Nous savons depuis Weber que le capitalisme a transformé le type de fidélité qui structurait la société occidentale – fondée sur la foi propre à la croyance religieuse monothéiste – en confiance entendue comme calculabilité fiduciaire. Cependant, la crise du capitalisme qui s’est déclenchée en 2007-2008 nous a appris que cette transformation de la fidélité en calculabilité, opérée par les appareils fiduciaires, a rencontré une limite où le crédit s’est massivement renversé en discrédit. Ce devenir, qui relève de ce que Weber aussi bien qu’Adorno désignèrent comme une rationalisation, conduisant à un désenchantement, est essentiellement lié à un processus de grammatisation auquel, durant la Renaissance, l’imprimerie conféra une dimension nouvelle qui constitua pour la Réforme un objet de luttes politico-religieuses sans précédent. Au cours de ces luttes, la « pharmacologie de l’esprit » que forment le Livre et les livres, et la thérapeutique que requièrent de tels « pharmaka » (poisons qui sont aussi des remèdes) deviendront les thèmes d’un conflit spirituel au service d’une nouvelle thérapeutique religieuse et laïque.
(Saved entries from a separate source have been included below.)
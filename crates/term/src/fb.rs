//! Framebuffer and style types for terminal rendering.

/// 24-bit RGB color.
#[derive(Debug, Clone, Copy, PartialEq, Eq, Default)]
pub struct Rgb {
    pub r: u8,
    pub g: u8,
    pub b: u8,
}

impl Rgb {
    pub const fn new(r: u8, g: u8, b: u8) -> Self {
        Self { r, g, b }
    }
}

/// Minimal per-cell styling.
#[derive(Debug, Clone, Copy, PartialEq, Eq)]
pub struct CellStyle {
    pub fg: Rgb,
    pub bg: Rgb,
    pub bold: bool,
    pub dim: bool,
}

impl CellStyle {
    pub const fn new(fg: Rgb, bg: Rgb) -> Self {
        Self {
            fg,
            bg,
            bold: false,
            dim: false,
        }
    }

    pub const fn bold(self) -> Self {
        Self { bold: true, ..self }
    }

    pub const fn dim(self) -> Self {
        Self { dim: true, ..self }
    }
}

impl Default for CellStyle {
    fn default() -> Self {
        Self::new(Rgb::new(220, 220, 220), Rgb::new(0, 0, 0))
    }
}

/// A single terminal cell.
#[derive(Debug, Clone, Copy, PartialEq, Eq)]
pub struct Cell {
    pub ch: char,
    pub style: CellStyle,
}

impl Default for Cell {
    fn default() -> Self {
        Self {
            ch: ' ',
            style: CellStyle::default(),
        }
    }
}

/// 2D framebuffer of styled character cells.
#[derive(Debug, Clone, PartialEq, Eq)]
pub struct FrameBuffer {
    width: u16,
    height: u16,
    cells: Vec<Cell>,
}

impl FrameBuffer {
    pub fn new(width: u16, height: u16) -> Self {
        let len = (width as usize) * (height as usize);
        Self {
            width,
            height,
            cells: vec![Cell::default(); len],
        }
    }

    pub fn width(&self) -> u16 {
        self.width
    }

    pub fn height(&self) -> u16 {
        self.height
    }

    /// Resize, keeping the allocation when possible.
    pub fn resize(&mut self, width: u16, height: u16) {
        if self.width == width && self.height == height {
            return;
        }
        self.width = width;
        self.height = height;
        self.cells
            .resize((width as usize) * (height as usize), Cell::default());
    }

    #[inline(always)]
    fn idx(&self, x: u16, y: u16) -> Option<usize> {
        if x >= self.width || y >= self.height {
            return None;
        }
        Some((y as usize) * (self.width as usize) + (x as usize))
    }

    pub fn get(&self, x: u16, y: u16) -> Option<Cell> {
        self.idx(x, y).map(|i| self.cells[i])
    }

    pub fn set(&mut self, x: u16, y: u16, cell: Cell) {
        if let Some(i) = self.idx(x, y) {
            self.cells[i] = cell;
        }
    }

    pub fn clear(&mut self, cell: Cell) {
        self.cells.fill(cell);
    }

    pub fn put_char(&mut self, x: u16, y: u16, ch: char, style: CellStyle) {
        self.set(x, y, Cell { ch, style });
    }

    /// Write a string, clipped at the right edge. Returns the column after the last char.
    pub fn put_str(&mut self, x: u16, y: u16, s: &str, style: CellStyle) -> u16 {
        let mut cx = x;
        for ch in s.chars() {
            if cx >= self.width {
                break;
            }
            self.put_char(cx, y, ch, style);
            cx += 1;
        }
        cx
    }

    /// Write a decimal number without allocating. Returns the column after the last digit.
    pub fn put_u32(&mut self, x: u16, y: u16, value: u32, style: CellStyle) -> u16 {
        let mut digits = [0u8; 10];
        let len = format_u32(value, &mut digits);
        let mut cx = x;
        for &d in &digits[..len] {
            self.put_char(cx, y, d as char, style);
            cx = cx.saturating_add(1);
        }
        cx
    }

    pub fn fill_rect(&mut self, x: u16, y: u16, w: u16, h: u16, ch: char, style: CellStyle) {
        for dy in 0..h {
            for dx in 0..w {
                self.put_char(x.saturating_add(dx), y.saturating_add(dy), ch, style);
            }
        }
    }

    /// The characters of row `y` as a string (test and debug helper)
    pub fn row_text(&self, y: u16) -> String {
        (0..self.width)
            .filter_map(|x| self.get(x, y).map(|c| c.ch))
            .collect()
    }
}

/// ASCII digits of `value` into `out`; returns the digit count.
pub(crate) fn format_u32(mut value: u32, out: &mut [u8; 10]) -> usize {
    if value == 0 {
        out[0] = b'0';
        return 1;
    }
    let mut len = 0;
    while value > 0 {
        out[len] = b'0' + (value % 10) as u8;
        value /= 10;
        len += 1;
    }
    out[..len].reverse();
    len
}
//! Moves module - the four directions built from one left-move primitive
//!
//! A move rotates the grid clockwise until the requested direction points left,
//! slides every row with [`compact_and_merge_line`], then rotates back. There is
//! exactly one merge implementation; the directions differ only in turn count.

use arrayvec::ArrayVec;

use crate::grid::Grid;
use crate::line::compact_and_merge_line;
use crate::types::Direction;

/// Result of applying a direction to a grid
#[derive(Debug, Clone, Copy, PartialEq, Eq)]
pub struct MoveOutcome {
    pub direction: Direction,
    pub grid: Grid,
    /// True if any tile moved or merged
    pub changed: bool,
    /// Sum of the tiles created by merges in this move
    pub score_delta: u32,
    pub merges: u32,
}

impl Grid {
    /// Slide and merge all tiles in `direction`. Does not spawn a tile.
    ///
    /// ```
    /// use tui_2048_core::Grid;
    /// use tui_2048_types::Direction;
    ///
    /// let grid = Grid::from_values([[0, 8, 2, 2], [4, 2, 0, 2], [0; 4], [0, 0, 0, 2]]).unwrap();
    /// let out = grid.apply_move(Direction::Left);
    /// assert!(out.changed);
    /// assert_eq!(out.score_delta, 8);
    /// assert_eq!(out.grid.to_values(), [[8, 4, 0, 0], [4, 4, 0, 0], [0; 4], [2, 0, 0, 0]]);
    /// ```
    pub fn apply_move(&self, direction: Direction) -> MoveOutcome {
        let turns = direction.quarter_turns();
        let mut rows = *self.rotate(turns).rows();

        let mut changed = false;
        let mut score_delta = 0u32;
        let mut merges = 0u32;
        for row in rows.iter_mut() {
            let out = compact_and_merge_line(*row);
            *row = out.line;
            changed |= out.changed;
            score_delta += out.score_delta;
            merges += out.merges;
        }

        let grid = Grid::from_rows_unchecked(rows).rotate((4 - turns) % 4);
        MoveOutcome {
            direction,
            grid,
            changed,
            score_delta,
            merges,
        }
    }

    /// True if moving in `direction` would change the grid
    pub fn can_move(&self, direction: Direction) -> bool {
        self.apply_move(direction).changed
    }

    /// Every direction that changes the grid, in [`Direction::ALL`] order
    pub fn available_moves(&self) -> ArrayVec<Direction, 4> {
        Direction::ALL
            .into_iter()
            .filter(|&d| self.can_move(d))
            .collect()
    }
}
Nul ne peut ignorer qu’avec le développement du numérique, qui est le stade le plus récent du processus de grammatisation, les grandes questions que posa l’imprimerie et qui induisirent en large par la Réforme puis la Contre-Réforme réapparaissent : la confiance, dans le monde du metadataware, des réseaux sociaux et de la traçabilité (sans parler des questions de paiements sécurisés qui prennent ce sujet par son enjeu le plus superficiel) est devenue une question primordiale. C’est à tenter d’évaluer sa portée et les modèles économiques, organisationnels, industriels, technologiques et sociaux capables de reconstruire de la confiance que les Entretiens 2011 seront consacrés – enchaînant ainsi sur la question de la défiance face aux nanotechnologies abordée au cours des Entretiens 2010.
PROPOSITIONS DE SESSIONS pour la journée
SESSION 1 – HISTOIRE ET ANTHROPOLOGIE DE LA CONFIANCE
Confiance, foi, fidélité. Histoire du don, apparition du fiduciaire.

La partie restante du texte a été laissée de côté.